- _Assigned task_
Using the records provided below, locate and copy each line that contains the word "Categorized".

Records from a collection
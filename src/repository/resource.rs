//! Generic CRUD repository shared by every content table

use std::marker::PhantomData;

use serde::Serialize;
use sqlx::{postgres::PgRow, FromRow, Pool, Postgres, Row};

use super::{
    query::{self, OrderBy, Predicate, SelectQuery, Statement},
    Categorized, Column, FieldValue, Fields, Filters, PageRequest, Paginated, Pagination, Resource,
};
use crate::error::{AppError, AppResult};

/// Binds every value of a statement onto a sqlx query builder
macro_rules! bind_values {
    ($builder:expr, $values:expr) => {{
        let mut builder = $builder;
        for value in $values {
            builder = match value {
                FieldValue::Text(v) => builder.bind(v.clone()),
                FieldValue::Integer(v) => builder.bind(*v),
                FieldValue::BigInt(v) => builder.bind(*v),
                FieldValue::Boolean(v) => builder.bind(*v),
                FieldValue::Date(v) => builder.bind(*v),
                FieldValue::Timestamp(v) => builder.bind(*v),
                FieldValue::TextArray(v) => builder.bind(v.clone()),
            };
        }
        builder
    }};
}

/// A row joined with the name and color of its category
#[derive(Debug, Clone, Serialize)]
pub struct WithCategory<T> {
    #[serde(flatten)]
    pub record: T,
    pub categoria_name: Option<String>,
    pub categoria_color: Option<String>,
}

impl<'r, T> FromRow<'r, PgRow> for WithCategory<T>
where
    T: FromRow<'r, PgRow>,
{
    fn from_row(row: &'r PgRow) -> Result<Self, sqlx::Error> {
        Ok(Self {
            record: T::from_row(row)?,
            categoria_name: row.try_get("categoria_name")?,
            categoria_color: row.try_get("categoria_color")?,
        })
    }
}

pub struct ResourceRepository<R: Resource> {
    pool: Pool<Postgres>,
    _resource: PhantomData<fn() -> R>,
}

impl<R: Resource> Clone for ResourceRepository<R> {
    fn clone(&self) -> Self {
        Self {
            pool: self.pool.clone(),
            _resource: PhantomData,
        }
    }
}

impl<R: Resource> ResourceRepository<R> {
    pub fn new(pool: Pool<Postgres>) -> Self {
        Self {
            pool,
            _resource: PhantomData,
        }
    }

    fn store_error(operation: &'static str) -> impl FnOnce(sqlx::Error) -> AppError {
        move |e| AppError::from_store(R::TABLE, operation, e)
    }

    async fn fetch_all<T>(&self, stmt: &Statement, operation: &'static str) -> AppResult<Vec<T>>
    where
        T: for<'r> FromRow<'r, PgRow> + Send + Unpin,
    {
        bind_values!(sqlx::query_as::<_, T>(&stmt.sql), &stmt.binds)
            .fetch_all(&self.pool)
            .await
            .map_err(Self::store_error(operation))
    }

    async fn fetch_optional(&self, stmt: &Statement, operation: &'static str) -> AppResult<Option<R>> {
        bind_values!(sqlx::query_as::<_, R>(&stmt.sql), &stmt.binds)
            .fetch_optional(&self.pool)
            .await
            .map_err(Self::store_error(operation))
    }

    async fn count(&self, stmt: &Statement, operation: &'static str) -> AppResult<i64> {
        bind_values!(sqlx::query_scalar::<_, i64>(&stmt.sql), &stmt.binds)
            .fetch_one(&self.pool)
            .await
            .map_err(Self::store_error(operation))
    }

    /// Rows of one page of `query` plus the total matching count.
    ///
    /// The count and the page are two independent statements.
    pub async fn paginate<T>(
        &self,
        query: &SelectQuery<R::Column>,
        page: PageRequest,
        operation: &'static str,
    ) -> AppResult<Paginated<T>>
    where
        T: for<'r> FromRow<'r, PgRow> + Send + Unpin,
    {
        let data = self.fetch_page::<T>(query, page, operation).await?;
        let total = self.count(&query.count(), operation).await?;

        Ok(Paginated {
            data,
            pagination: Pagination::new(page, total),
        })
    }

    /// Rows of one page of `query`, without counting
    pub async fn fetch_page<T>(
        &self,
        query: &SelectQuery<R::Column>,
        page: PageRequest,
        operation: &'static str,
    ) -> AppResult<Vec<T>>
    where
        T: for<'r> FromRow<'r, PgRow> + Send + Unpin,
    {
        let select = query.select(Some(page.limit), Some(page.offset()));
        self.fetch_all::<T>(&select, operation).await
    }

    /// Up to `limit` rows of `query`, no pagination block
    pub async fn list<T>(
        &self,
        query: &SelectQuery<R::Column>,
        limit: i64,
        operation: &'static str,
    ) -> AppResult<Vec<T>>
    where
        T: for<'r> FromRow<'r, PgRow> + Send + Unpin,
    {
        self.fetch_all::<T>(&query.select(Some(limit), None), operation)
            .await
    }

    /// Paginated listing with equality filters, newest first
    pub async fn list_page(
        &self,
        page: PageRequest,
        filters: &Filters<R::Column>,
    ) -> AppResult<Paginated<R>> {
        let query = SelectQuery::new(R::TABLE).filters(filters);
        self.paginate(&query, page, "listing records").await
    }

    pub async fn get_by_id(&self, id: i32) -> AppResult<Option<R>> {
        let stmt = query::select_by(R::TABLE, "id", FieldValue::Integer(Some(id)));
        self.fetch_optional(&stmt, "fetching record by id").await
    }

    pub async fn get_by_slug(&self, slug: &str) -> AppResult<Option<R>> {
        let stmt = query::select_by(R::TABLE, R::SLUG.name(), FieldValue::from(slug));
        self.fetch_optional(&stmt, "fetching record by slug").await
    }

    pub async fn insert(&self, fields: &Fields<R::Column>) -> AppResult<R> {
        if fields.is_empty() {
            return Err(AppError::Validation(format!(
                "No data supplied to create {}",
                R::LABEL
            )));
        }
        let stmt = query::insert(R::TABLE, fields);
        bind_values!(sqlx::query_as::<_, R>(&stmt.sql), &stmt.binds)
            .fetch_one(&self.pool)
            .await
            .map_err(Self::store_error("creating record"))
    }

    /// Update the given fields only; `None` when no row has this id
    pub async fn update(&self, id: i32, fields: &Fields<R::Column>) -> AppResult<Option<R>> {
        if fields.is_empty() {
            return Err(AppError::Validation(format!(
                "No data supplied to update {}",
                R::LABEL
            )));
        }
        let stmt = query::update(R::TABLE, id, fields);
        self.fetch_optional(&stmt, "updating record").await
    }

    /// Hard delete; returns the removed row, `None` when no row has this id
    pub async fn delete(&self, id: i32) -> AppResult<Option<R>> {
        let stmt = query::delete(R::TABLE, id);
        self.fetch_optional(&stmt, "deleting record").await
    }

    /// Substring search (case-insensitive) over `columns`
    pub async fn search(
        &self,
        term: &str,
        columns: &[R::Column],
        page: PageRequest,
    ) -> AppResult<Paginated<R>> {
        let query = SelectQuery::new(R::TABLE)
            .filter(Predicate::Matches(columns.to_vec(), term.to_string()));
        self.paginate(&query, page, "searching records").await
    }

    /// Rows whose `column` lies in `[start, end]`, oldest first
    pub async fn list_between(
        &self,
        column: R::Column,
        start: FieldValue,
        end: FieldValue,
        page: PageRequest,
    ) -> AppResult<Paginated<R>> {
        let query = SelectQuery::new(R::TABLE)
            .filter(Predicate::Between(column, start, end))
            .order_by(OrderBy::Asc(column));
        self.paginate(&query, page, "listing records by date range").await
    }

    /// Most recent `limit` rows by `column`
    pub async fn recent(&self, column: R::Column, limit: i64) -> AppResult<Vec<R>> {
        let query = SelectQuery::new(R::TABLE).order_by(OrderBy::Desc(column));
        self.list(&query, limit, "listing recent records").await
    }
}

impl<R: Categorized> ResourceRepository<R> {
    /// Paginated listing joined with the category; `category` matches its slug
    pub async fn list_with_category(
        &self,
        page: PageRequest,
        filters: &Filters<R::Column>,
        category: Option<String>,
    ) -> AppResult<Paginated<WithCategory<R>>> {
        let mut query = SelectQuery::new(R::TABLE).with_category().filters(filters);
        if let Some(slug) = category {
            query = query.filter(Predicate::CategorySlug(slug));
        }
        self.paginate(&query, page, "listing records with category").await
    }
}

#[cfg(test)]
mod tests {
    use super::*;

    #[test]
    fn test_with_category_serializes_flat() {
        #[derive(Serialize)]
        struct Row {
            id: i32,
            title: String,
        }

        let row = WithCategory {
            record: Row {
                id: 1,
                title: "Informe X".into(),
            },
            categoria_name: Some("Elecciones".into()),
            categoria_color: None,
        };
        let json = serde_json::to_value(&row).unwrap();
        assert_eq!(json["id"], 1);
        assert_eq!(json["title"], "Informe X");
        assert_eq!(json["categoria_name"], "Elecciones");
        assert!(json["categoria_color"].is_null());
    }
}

- _Output for this exercise_
    Categorized, Column, FieldValue, Fields, Filters, PageRequest, Paginated, Pagination, Resource,
impl<R: Categorized> ResourceRepository<R> {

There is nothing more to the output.